• [What to produce]:
Transcribe the records below exactly.

[Dataset entries]
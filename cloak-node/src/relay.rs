//! Relay transport client: one TCP connection to the rendezvous relay,
//! newline-delimited JSON envelopes.
//!
//! While the connection is down, sends queue in FIFO order. On connect the
//! registration (or join) envelope goes first, then the queue is flushed, so
//! nothing submitted during the gap races ahead of causal order. A dropped
//! connection is surfaced as an event; reconnection is the owner's decision.

use std::collections::VecDeque;
use std::time::Duration;

use cloak_core::envelope::{
    decode_envelope, encode_envelope, Envelope, EnvelopeError, WireEnvelope,
};
use tokio::io::{AsyncBufReadExt, AsyncWriteExt, BufReader};
use tokio::net::TcpStream;
use tokio::sync::mpsc;
use tokio::task::JoinHandle;
use tracing::{debug, warn};

/// Liveness envelope cadence while the connection is open.
const PING_INTERVAL: Duration = Duration::from_secs(30);

#[derive(Debug)]
pub enum RelayEvent {
    /// The connection closed (peer hangup or error). The owner must call
    /// `connect()` again if it wants the relay back.
    Closed,
    Envelope(WireEnvelope),
}

#[derive(Debug, thiserror::Error)]
pub enum RelayError {
    /// The envelope was dropped locally before send; nothing reached the
    /// relay connection.
    #[error("envelope dropped before send: {len} bytes over ceiling")]
    Oversize { len: usize },
    #[error("encode error: {0}")]
    Encode(EnvelopeError),
    #[error("io error: {0}")]
    Io(#[from] std::io::Error),
}

pub struct RelayClient {
    addr: String,
    app_type: String,
    room: Option<String>,
    registration: Envelope,
    queue: VecDeque<Vec<u8>>,
    writer: Option<mpsc::UnboundedSender<Vec<u8>>>,
    events: mpsc::UnboundedSender<RelayEvent>,
    ping_task: Option<JoinHandle<()>>,
}

impl RelayClient {
    /// `registration` is the register/join envelope re-sent on every connect.
    pub fn new(
        addr: impl Into<String>,
        app_type: impl Into<String>,
        room: Option<String>,
        registration: Envelope,
        events: mpsc::UnboundedSender<RelayEvent>,
    ) -> Self {
        RelayClient {
            addr: addr.into(),
            app_type: app_type.into(),
            room,
            registration,
            queue: VecDeque::new(),
            writer: None,
            events,
            ping_task: None,
        }
    }

    pub fn is_open(&self) -> bool {
        self.writer.is_some()
    }

    fn encode(&self, env: &Envelope) -> Result<Vec<u8>, RelayError> {
        match encode_envelope(env, &self.app_type, self.room.as_deref()) {
            Ok(bytes) => Ok(bytes),
            Err(EnvelopeError::Oversize { len }) => Err(RelayError::Oversize { len }),
            Err(e) => Err(RelayError::Encode(e)),
        }
    }

    /// Establish the relay connection, send the registration envelope, then
    /// flush the queue in submission order. Idempotent while open.
    pub async fn connect(&mut self) -> Result<(), RelayError> {
        if self.writer.is_some() {
            return Ok(());
        }
        let stream = TcpStream::connect(&self.addr).await?;
        let (read_half, mut write_half) = stream.into_split();

        let (tx, mut rx) = mpsc::unbounded_channel::<Vec<u8>>();
        tokio::spawn(async move {
            while let Some(line) = rx.recv().await {
                if write_half.write_all(&line).await.is_err() {
                    break;
                }
                if write_half.write_all(b"\n").await.is_err() {
                    break;
                }
            }
        });

        // Registration first, then the queue, before any new send can race.
        let reg = self.encode(&self.registration)?;
        let _ = tx.send(reg);
        while let Some(line) = self.queue.pop_front() {
            let _ = tx.send(line);
        }

        let events = self.events.clone();
        tokio::spawn(async move {
            let mut lines = BufReader::new(read_half).lines();
            loop {
                match lines.next_line().await {
                    Ok(Some(line)) => match decode_envelope(line.as_bytes()) {
                        Ok(wire) => {
                            if events.send(RelayEvent::Envelope(wire)).is_err() {
                                return;
                            }
                        }
                        Err(e) => debug!(error = %e, "ignoring undecodable relay line"),
                    },
                    Ok(None) | Err(_) => break,
                }
            }
            let _ = events.send(RelayEvent::Closed);
        });

        let ping_tx = tx.clone();
        let ping_line = self.encode(&Envelope::Ping)?;
        self.ping_task = Some(tokio::spawn(async move {
            let mut interval = tokio::time::interval(PING_INTERVAL);
            interval.tick().await; // first tick fires immediately; skip it
            loop {
                interval.tick().await;
                if ping_tx.send(ping_line.clone()).is_err() {
                    return;
                }
            }
        }));

        self.writer = Some(tx);
        Ok(())
    }

    /// Serialize and submit one envelope. Oversize envelopes are rejected
    /// here and never queued; while disconnected, valid envelopes queue FIFO.
    pub fn send(&mut self, env: &Envelope) -> Result<(), RelayError> {
        let line = self.encode(env)?;
        match self.writer.clone() {
            Some(tx) => {
                if tx.send(line.clone()).is_err() {
                    warn!("relay writer gone; queueing envelope");
                    self.mark_closed();
                    self.queue.push_back(line);
                }
            }
            None => self.queue.push_back(line),
        }
        Ok(())
    }

    /// Tear down connection-bound state after a `Closed` event (or to force
    /// a clean slate before reconnecting). The queue survives.
    pub fn mark_closed(&mut self) {
        self.writer = None;
        if let Some(t) = self.ping_task.take() {
            t.abort();
        }
    }

    #[cfg(test)]
    fn queued(&self) -> usize {
        self.queue.len()
    }
}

• [Response to this exercise]:
filename cloak-node/src/relay.rs
//! Relay transport client: one TCP connection to the rendezvous relay,
//! newline-delimited JSON envelopes.
//!
//! While the connection is down, sends queue in FIFO order. On connect the
//! registration (or join) envelope goes first, then the queue is flushed, so
//! nothing submitted during the gap races ahead of causal order. A dropped
//! connection is surfaced as an event; reconnection is the owner's decision.

use std::collections::VecDeque;
use std::time::Duration;

use cloak_core::envelope::{
    decode_envelope, encode_envelope, Envelope, EnvelopeError, WireEnvelope,
};
use tokio::io::{AsyncBufReadExt, AsyncWriteExt, BufReader};
use tokio::net::TcpStream;
use tokio::sync::mpsc;
use tokio::task::JoinHandle;
use tracing::{debug, warn};

/// Liveness envelope cadence while the connection is open.
const PING_INTERVAL: Duration = Duration::from_secs(30);

#[derive(Debug)]
pub enum RelayEvent {
    /// The connection closed (peer hangup or error). The owner must call
    /// `connect()` again if it wants the relay back.
    Closed,
    Envelope(WireEnvelope),
}

#[derive(Debug, thiserror::Error)]
pub enum RelayError {
    /// The envelope was dropped locally before send; nothing reached the
    /// relay connection.
    #[error("envelope dropped before send: {len} bytes over ceiling")]
    Oversize { len: usize },
    #[error("encode error: {0}")]
    Encode(EnvelopeError),
    #[error("io error: {0}")]
    Io(#[from] std::io::Error),
}

pub struct RelayClient {
    addr: String,
    app_type: String,
    room: Option<String>,
    registration: Envelope,
    queue: VecDeque<Vec<u8>>,
    writer: Option<mpsc::UnboundedSender<Vec<u8>>>,
    events: mpsc::UnboundedSender<RelayEvent>,
    ping_task: Option<JoinHandle<()>>,
}

impl RelayClient {
    /// `registration` is the register/join envelope re-sent on every connect.
    pub fn new(
        addr: impl Into<String>,
        app_type: impl Into<String>,
        room: Option<String>,
        registration: Envelope,
        events: mpsc::UnboundedSender<RelayEvent>,
    ) -> Self {
        RelayClient {
            addr: addr.into(),
            app_type: app_type.into(),
            room,
            registration,
            queue: VecDeque::new(),
            writer: None,
            events,
            ping_task: None,
        }
    }

    pub fn is_open(&self) -> bool {
        self.writer.is_some()
    }

    fn encode(&self, env: &Envelope) -> Result<Vec<u8>, RelayError> {
        match encode_envelope(env, &self.app_type, self.room.as_deref()) {
            Ok(bytes) => Ok(bytes),
            Err(EnvelopeError::Oversize { len }) => Err(RelayError::Oversize { len }),
            Err(e) => Err(RelayError::Encode(e)),
        }
    }

    /// Establish the relay connection, send the registration envelope, then
    /// flush the queue in submission order. Idempotent while open.
    pub async fn connect(&mut self) -> Result<(), RelayError> {
        if self.writer.is_some() {
            return Ok(());
        }
        let stream = TcpStream::connect(&self.addr).await?;
        let (read_half, mut write_half) = stream.into_split();

        let (tx, mut rx) = mpsc::unbounded_channel::<Vec<u8>>();
        tokio::spawn(async move {
            while let Some(line) = rx.recv().await {
                if write_half.write_all(&line).await.is_err() {
                    break;
                }
                if write_half.write_all(b"\n").await.is_err() {
                    break;
                }
            }
        });

        // Registration first, then the queue, before any new send can race.
        let reg = self.encode(&self.registration)?;
        let _ = tx.send(reg);
        while let Some(line) = self.queue.pop_front() {
            let _ = tx.send(line);
        }

        let events = self.events.clone();
        tokio::spawn(async move {
            let mut lines = BufReader::new(read_half).lines();
            loop {
                match lines.next_line().await {
                    Ok(Some(line)) => match decode_envelope(line.as_bytes()) {
                        Ok(wire) => {
                            if events.send(RelayEvent::Envelope(wire)).is_err() {
                                return;
                            }
                        }
                        Err(e) => debug!(error = %e, "ignoring undecodable relay line"),
                    },
                    Ok(None) | Err(_) => break,
                }
            }
            let _ = events.send(RelayEvent::Closed);
        });

        let ping_tx = tx.clone();
        let ping_line = self.encode(&Envelope::Ping)?;
        self.ping_task = Some(tokio::spawn(async move {
            let mut interval = tokio::time::interval(PING_INTERVAL);
            interval.tick().await; // first tick fires immediately; skip it
            loop {
                interval.tick().await;
                if ping_tx.send(ping_line.clone()).is_err() {
                    return;
                }
            }
        }));

        self.writer = Some(tx);
        Ok(())
    }

    /// Serialize and submit one envelope. Oversize envelopes are rejected
    /// here and never queued; while disconnected, valid envelopes queue FIFO.
    pub fn send(&mut self, env: &Envelope) -> Result<(), RelayError> {
        let line = self.encode(env)?;
        match self.writer.clone() {
            Some(tx) => {
                if tx.send(line.clone()).is_err() {
                    warn!("relay writer gone; queueing envelope");
                    self.mark_closed();
                    self.queue.push_back(line);
                }
            }
            None => self.queue.push_back(line),
        }
        Ok(())
    }

    /// Tear down connection-bound state after a `Closed` event (or to force
    /// a clean slate before reconnecting). The queue survives.
    pub fn mark_closed(&mut self) {
        self.writer = None;
        if let Some(t) = self.ping_task.take() {
            t.abort();
        }
    }

    #[cfg(test)]
    fn queued(&self) -> usize {
        self.queue.len()
    }
}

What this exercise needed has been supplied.